Write out again only the lines that run from the start of the entries to the line containing "pub struct SynthConfig", both included.

* * * * * * * * *

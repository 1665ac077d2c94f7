use serde::{Deserialize, Serialize};
use std::fs;
use std::path::Path;

#[derive(Debug, Clone, Serialize, Deserialize)]
pub struct AudioConfig {
    #[serde(default = "AudioConfig::default_sample_rate")]
    pub sample_rate: u32,
    #[serde(default = "AudioConfig::default_block_frames")]
    pub block_frames: usize,
    #[serde(default = "AudioConfig::default_latency_ms")]
    pub latency_ms: f32,
}

impl AudioConfig {
    fn default_sample_rate() -> u32 {
        44_100
    }
    fn default_block_frames() -> usize {
        512
    }
    fn default_latency_ms() -> f32 {
        50.0
    }
}

impl Default for AudioConfig {
    fn default() -> Self {
        Self {
            sample_rate: Self::default_sample_rate(),
            block_frames: Self::default_block_frames(),
            latency_ms: Self::default_latency_ms(),
        }
    }
}

#[derive(Debug, Clone, Serialize, Deserialize)]
pub struct SynthConfig {
    /// Arp tempo in notes per second while the discrete state reads rest.
    #[serde(default = "SynthConfig::default_rest_arp_rate")]
    pub rest_arp_rate: f32,
    /// Arp tempo while the discrete state reads active imagery.
    #[serde(default = "SynthConfig::default_active_arp_rate")]
    pub active_arp_rate: f32,
    #[serde(default = "SynthConfig::default_master_gain")]
    pub master_gain: f32,
    /// Per-block exponential smoothing constant for volume/cutoff targets.
    #[serde(default = "SynthConfig::default_smoothing")]
    pub smoothing: f32,
    #[serde(default = "SynthConfig::default_initial_pad_volume")]
    pub initial_pad_volume: f32,
    #[serde(default = "SynthConfig::default_initial_cutoff_hz")]
    pub initial_cutoff_hz: f32,
}

impl SynthConfig {
    fn default_rest_arp_rate() -> f32 {
        2.0
    }
    fn default_active_arp_rate() -> f32 {
        6.0
    }
    fn default_master_gain() -> f32 {
        0.7
    }
    fn default_smoothing() -> f32 {
        0.99
    }
    fn default_initial_pad_volume() -> f32 {
        0.8
    }
    fn default_initial_cutoff_hz() -> f32 {
        8000.0
    }
}

impl Default for SynthConfig {
    fn default() -> Self {
        Self {
            rest_arp_rate: Self::default_rest_arp_rate(),
            active_arp_rate: Self::default_active_arp_rate(),
            master_gain: Self::default_master_gain(),
            smoothing: Self::default_smoothing(),
            initial_pad_volume: Self::default_initial_pad_volume(),
            initial_cutoff_hz: Self::default_initial_cutoff_hz(),
        }
    }
}

/// The canonical probability-to-parameter mapping:
/// pad = pad_level * (1 - p), arp = arp_level * p,
/// cutoff = cutoff_min_hz + p * (cutoff_max_hz - cutoff_min_hz).
/// The discrete state never bends this curve; it only switches arp tempo.
#[derive(Debug, Clone, Serialize, Deserialize)]
pub struct ControlCurve {
    #[serde(default = "ControlCurve::default_pad_level")]
    pub pad_level: f32,
    #[serde(default = "ControlCurve::default_arp_level")]
    pub arp_level: f32,
    #[serde(default = "ControlCurve::default_cutoff_min_hz")]
    pub cutoff_min_hz: f32,
    #[serde(default = "ControlCurve::default_cutoff_max_hz")]
    pub cutoff_max_hz: f32,
}

impl ControlCurve {
    fn default_pad_level() -> f32 {
        0.8
    }
    fn default_arp_level() -> f32 {
        0.6
    }
    fn default_cutoff_min_hz() -> f32 {
        2000.0
    }
    fn default_cutoff_max_hz() -> f32 {
        8000.0
    }
}

impl Default for ControlCurve {
    fn default() -> Self {
        Self {
            pad_level: Self::default_pad_level(),
            arp_level: Self::default_arp_level(),
            cutoff_min_hz: Self::default_cutoff_min_hz(),
            cutoff_max_hz: Self::default_cutoff_max_hz(),
        }
    }
}

#[derive(Debug, Clone, Serialize, Deserialize)]
pub struct HarmonyConfig {
    /// Key restriction for the chord library, as a note name.
    #[serde(
        default = "HarmonyConfig::default_key",
        skip_serializing_if = "Option::is_none"
    )]
    pub key: Option<String>,
    /// Preset applied at startup.
    #[serde(default, skip_serializing_if = "Option::is_none")]
    pub preset: Option<String>,
    #[serde(default)]
    pub adaptive: bool,
    #[serde(default = "HarmonyConfig::default_top_k")]
    pub top_k: usize,
    #[serde(default = "HarmonyConfig::default_octave")]
    pub octave: u8,
    #[serde(default = "HarmonyConfig::default_learning_rate")]
    pub learning_rate: f32,
    #[serde(default = "HarmonyConfig::default_history_len")]
    pub history_len: usize,
}

impl HarmonyConfig {
    fn default_key() -> Option<String> {
        Some("C".to_string())
    }
    fn default_top_k() -> usize {
        4
    }
    fn default_octave() -> u8 {
        4
    }
    fn default_learning_rate() -> f32 {
        0.05
    }
    fn default_history_len() -> usize {
        32
    }
}

impl Default for HarmonyConfig {
    fn default() -> Self {
        Self {
            key: Self::default_key(),
            preset: None,
            adaptive: false,
            top_k: Self::default_top_k(),
            octave: Self::default_octave(),
            learning_rate: Self::default_learning_rate(),
            history_len: Self::default_history_len(),
        }
    }
}

#[derive(Debug, Clone, Serialize, Deserialize)]
pub struct ControlConfig {
    #[serde(default = "ControlConfig::default_bpm")]
    pub bpm: f32,
    #[serde(default = "ControlConfig::default_beats_per_chord")]
    pub beats_per_chord: f32,
    /// Arp note spacing in beats.
    #[serde(default = "ControlConfig::default_arp_interval_beats")]
    pub arp_interval_beats: f32,
    #[serde(default = "ControlConfig::default_arp_mode")]
    pub arp_mode: String,
    #[serde(default = "ControlConfig::default_arp_velocity")]
    pub arp_velocity: u8,
    #[serde(default = "ControlConfig::default_arp_gate")]
    pub arp_gate: f32,
}

impl ControlConfig {
    fn default_bpm() -> f32 {
        100.0
    }
    fn default_beats_per_chord() -> f32 {
        2.0
    }
    fn default_arp_interval_beats() -> f32 {
        0.5
    }
    fn default_arp_mode() -> String {
        "off".to_string()
    }
    fn default_arp_velocity() -> u8 {
        90
    }
    fn default_arp_gate() -> f32 {
        0.9
    }
}

impl Default for ControlConfig {
    fn default() -> Self {
        Self {
            bpm: Self::default_bpm(),
            beats_per_chord: Self::default_beats_per_chord(),
            arp_interval_beats: Self::default_arp_interval_beats(),
            arp_mode: Self::default_arp_mode(),
            arp_velocity: Self::default_arp_velocity(),
            arp_gate: Self::default_arp_gate(),
        }
    }
}

#[derive(Debug, Clone, Serialize, Deserialize, Default)]
pub struct AppConfig {
    #[serde(default)]
    pub audio: AudioConfig,
    #[serde(default)]
    pub synth: SynthConfig,
    #[serde(default)]
    pub curve: ControlCurve,
    #[serde(default)]
    pub harmony: HarmonyConfig,
    #[serde(default)]
    pub control: ControlConfig,
}

impl AppConfig {
    pub fn load_or_default(path: &str) -> Self {
        let path_obj = Path::new(path);
        if path_obj.exists() {
            match fs::read_to_string(path_obj) {
                Ok(contents) => match toml::from_str(&contents) {
                    Ok(cfg) => return cfg,
                    Err(err) => {
                        eprintln!("Failed to parse config {path}: {err}. Using defaults.");
                    }
                },
                Err(err) => {
                    eprintln!("Failed to read config {path}: {err}. Using defaults.");
                }
            }
            return Self::default();
        }

        // File does not exist: write commented defaults and return them.
        let default_cfg = Self::default();
        if let Ok(text) = toml::to_string_pretty(&default_cfg) {
            let mut commented = String::new();
            for line in text.lines() {
                let trimmed = line.trim();
                if trimmed.is_empty() {
                    commented.push('\n');
                } else if trimmed.starts_with('[') && trimmed.ends_with(']') {
                    commented.push_str(line);
                    commented.push('\n');
                } else {
                    commented.push_str("# ");
                    commented.push_str(line);
                    commented.push('\n');
                }
            }
            if let Err(err) = fs::write(path_obj, commented) {
                eprintln!("Failed to write default config to {path}: {err}");
            }
        } else {
            eprintln!("Failed to serialize default config; continuing with defaults");
        }
        default_cfg
    }
}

* * * * * * * * *

● Written solution:
repository 1665ac077d2c94f7
use serde::{Deserialize, Serialize};
use std::fs;
use std::path::Path;

#[derive(Debug, Clone, Serialize, Deserialize)]
pub struct AudioConfig {
    #[serde(default = "AudioConfig::default_sample_rate")]
    pub sample_rate: u32,
    #[serde(default = "AudioConfig::default_block_frames")]
    pub block_frames: usize,
    #[serde(default = "AudioConfig::default_latency_ms")]
    pub latency_ms: f32,
}

impl AudioConfig {
    fn default_sample_rate() -> u32 {
        44_100
    }
    fn default_block_frames() -> usize {
        512
    }
    fn default_latency_ms() -> f32 {
        50.0
    }
}

impl Default for AudioConfig {
    fn default() -> Self {
        Self {
            sample_rate: Self::default_sample_rate(),
            block_frames: Self::default_block_frames(),
            latency_ms: Self::default_latency_ms(),
        }
    }
}

#[derive(Debug, Clone, Serialize, Deserialize)]
pub struct SynthConfig {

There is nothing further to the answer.